THE DATA below:

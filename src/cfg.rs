//! Engine configuration
#[cfg(feature = "serde")]
use serde::Deserialize;

/// Ephemeris selection strategy
#[derive(Default, Debug, Clone, Copy, PartialEq)]
#[cfg_attr(feature = "serde", derive(Deserialize))]
pub enum Strategy {
    /// Select the two records surrounding the target epoch
    /// and interpolate the parameters linearly.
    #[default]
    Bracket,
    /// Select the closest record, as long as it is within
    /// [Config::nearest_max_distance].
    Nearest,
}

impl std::fmt::Display for Strategy {
    fn fmt(&self, f: &mut std::fmt::Formatter) -> std::fmt::Result {
        match self {
            Self::Bracket => write!(f, "bracket"),
            Self::Nearest => write!(f, "nearest"),
        }
    }
}

/// Observation lookup policy, when the exact epoch is not indexed
#[derive(Default, Debug, Clone, Copy, PartialEq)]
#[cfg_attr(feature = "serde", derive(Deserialize))]
pub enum ObservationFallback {
    /// Nearest indexed epoch, whatever the satellites it contains.
    /// The measurement may be missing there even though the satellite
    /// was observed at another, slightly farther, epoch.
    #[default]
    GlobalNearest,
    /// Nearest epoch at which the satellite was observed
    PerSatelliteNearest,
}

fn default_nearest_max_distance() -> f64 {
    3600.0
}

/// Engine configuration
#[derive(Debug, Clone, PartialEq)]
#[cfg_attr(feature = "serde", derive(Deserialize))]
#[cfg_attr(feature = "serde", serde(default))]
pub struct Config {
    /// Ephemeris selection [Strategy]
    pub strategy: Strategy,
    /// Maximal distance between target epoch and selected record
    /// with [Strategy::Nearest], in seconds.
    pub nearest_max_distance: f64,
    /// [ObservationFallback] policy
    pub fallback: ObservationFallback,
    /// Refuse to propagate records whose broadcast health is not nominal
    pub reject_unhealthy: bool,
}

impl Default for Config {
    fn default() -> Self {
        Self {
            strategy: Strategy::default(),
            nearest_max_distance: default_nearest_max_distance(),
            fallback: ObservationFallback::default(),
            reject_unhealthy: false,
        }
    }
}

impl Config {
    /// Returns Self with desired selection [Strategy]
    pub fn with_strategy(&self, strategy: Strategy) -> Self {
        let mut s = self.clone();
        s.strategy = strategy;
        s
    }
    /// Returns Self with desired maximal distance [s]
    /// for the nearest selection
    pub fn with_nearest_max_distance(&self, seconds: f64) -> Self {
        let mut s = self.clone();
        s.nearest_max_distance = seconds;
        s
    }
    /// Returns Self with desired [ObservationFallback]
    pub fn with_fallback(&self, fallback: ObservationFallback) -> Self {
        let mut s = self.clone();
        s.fallback = fallback;
        s
    }
    /// Returns Self rejecting unhealthy vehicles
    pub fn rejecting_unhealthy(&self) -> Self {
        let mut s = self.clone();
        s.reject_unhealthy = true;
        s
    }
}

End of THE DATA.

*PROBLEM TO SOLVE*. The lines above that hold the string "records" are to be located and copied.

*WRITTEN RESPONSE*.
    /// Select the two records surrounding the target epoch
    /// Refuse to propagate records whose broadcast health is not nominal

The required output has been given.